Small- and mid-cap stocks went into a prolonged phase of underperformance after peaking in early January 2018. Between the end of 2017 and March 2020, the SMID indices were down more than 40 per cent relative toBSE Sensex.

Recovery in the offing

The normalisation of money supply over the past six to nine months was also accompanied by a major policy response in the second half of 2019, which led to a big cut in the corporate tax rate in September 2019. In addition, the government took calibrated sector-specific steps for housing, exports and autos in H2-2019. “In our view, this was what probably took India's PMIs to seven-year highs in February 2020 before the impact of Covid-19 kicked in.”

It is clear that the Covid-19-related lockdown created pain for Indian businesses and probably took some small firms to the brink of closure, with high unemployment, and risk aversion in the banking sector further compounding the problems. Yet, the usually forward- looking stock market stopped penalising the SMID cohort at the end of March 2020.

“We believe that the reversal in relative SMID performance, which began in April, is likely to continue. Once the impact of Covid-19 ebbs, the cumulative policy response plus monetary system normalisation should once again bring back growth,” they have opined. This would benefit the broader market (i.e., the SMID universe) more than large companies since smaller companies have greater operating and financial leverage, the report further said.

Better valuation

Valuations of SMID stocks are looking more attractive, setting them up for a re-rating if the growth outlook improves. Relative P/B is down to 0.75, though ideally this would be lower than its long-term average. The considerable profit damage inflicted over the past two years has also depressed book values (compared to larger companies) distorting multiples.
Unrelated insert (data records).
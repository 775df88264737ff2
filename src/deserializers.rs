//! Custom deserializers for flexible survey parsing.
//!
//! Survey answers arrive from forms and JSON clients, so a Likert value may be
//! a JSON number or a numeric string.

use serde::{Deserialize, Deserializer};

/// Deserializes an optional number that may also be sent as a string.
///
/// # Accepted Formats
///
/// * **Numeric**: any finite JSON number, e.g. `4` or `2.5`
/// * **String numeric**: `"4"` → 4.0 (surrounding whitespace ignored)
/// * **Absent**: `null` or `""` → `None` (the caller applies its neutral default)
///
/// # Examples
///
/// ```json
/// { "hyperfocus": 5 }
/// { "hyperfocus": "5" }
/// { "hyperfocus": null }
/// ```
///
/// # Errors
///
/// Returns an error if a string cannot be parsed as a number or the value is
/// not finite. Range is not checked: out-of-range answers flow
/// through to the scorer, which clamps its outputs.
pub fn de_option_f64_lenient<'de, D>(deserializer: D) -> Result<Option<f64>, D::Error>
where
    D: Deserializer<'de>,
{
    use serde::de::Error;
    let opt = Option::<serde_json::Value>::deserialize(deserializer)?;
    let Some(v) = opt else { return Ok(None) };
    let val = match v {
        serde_json::Value::Null => return Ok(None),
        serde_json::Value::Number(n) => n
            .as_f64()
            .ok_or_else(|| D::Error::custom("invalid numeric survey value"))?,
        serde_json::Value::String(s) => {
            let s = s.trim();
            if s.is_empty() {
                return Ok(None);
            }
            s.parse::<f64>().map_err(|_| {
                D::Error::custom(format!("survey value '{}' is not a number", s))
            })?
        }
        serde_json::Value::Bool(_) => {
            return Err(D::Error::custom("survey value must be a number, got bool"));
        }
        _ => {
            return Err(D::Error::custom(
                "survey value must be a number or numeric string",
            ));
        }
    };
    if !val.is_finite() {
        return Err(D::Error::custom("survey value must be finite"));
    }
    Ok(Some(val))
}

#[cfg(test)]
mod tests {
    use super::*;
    use serde::Deserialize;

    #[derive(Deserialize)]
    struct Probe {
        #[serde(default, deserialize_with = "de_option_f64_lenient")]
        v: Option<f64>,
    }

    fn parse(json: &str) -> Result<Option<f64>, serde_json::Error> {
        serde_json::from_str::<Probe>(json).map(|p| p.v)
    }

    #[test]
    fn test_numbers_and_strings() {
        assert_eq!(parse(r#"{"v": 4}"#).unwrap(), Some(4.0));
        assert_eq!(parse(r#"{"v": 2.5}"#).unwrap(), Some(2.5));
        assert_eq!(parse(r#"{"v": " 5 "}"#).unwrap(), Some(5.0));
        assert_eq!(parse(r#"{"v": -50}"#).unwrap(), Some(-50.0));
    }

    #[test]
    fn test_absent_forms() {
        assert_eq!(parse(r#"{}"#).unwrap(), None);
        assert_eq!(parse(r#"{"v": null}"#).unwrap(), None);
        assert_eq!(parse(r#"{"v": ""}"#).unwrap(), None);
    }

    #[test]
    fn test_rejects_garbage() {
        assert!(parse(r#"{"v": "lots"}"#).is_err());
        assert!(parse(r#"{"v": true}"#).is_err());
        assert!(parse(r#"{"v": [1]}"#).is_err());
    }
}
“To us, the informative valuation metrics on the state of the broad market are how the market ex-Nifty trades relative to GDP and M2 (money supply). Both are well below averages and just off lows. Given that we are in the midst of a liquidity driven stock market, the market cap to M2 ratio tells us how much upside the broad market bears before we are done with its nascent rally,” the analysts added.

Prolonged lockdown due to Covid-19, lack of structural reformss in land, labour, agriculture, privatisation and investment and tail risk in the financial system pose key risks to the outperformance of SMID, according to the report.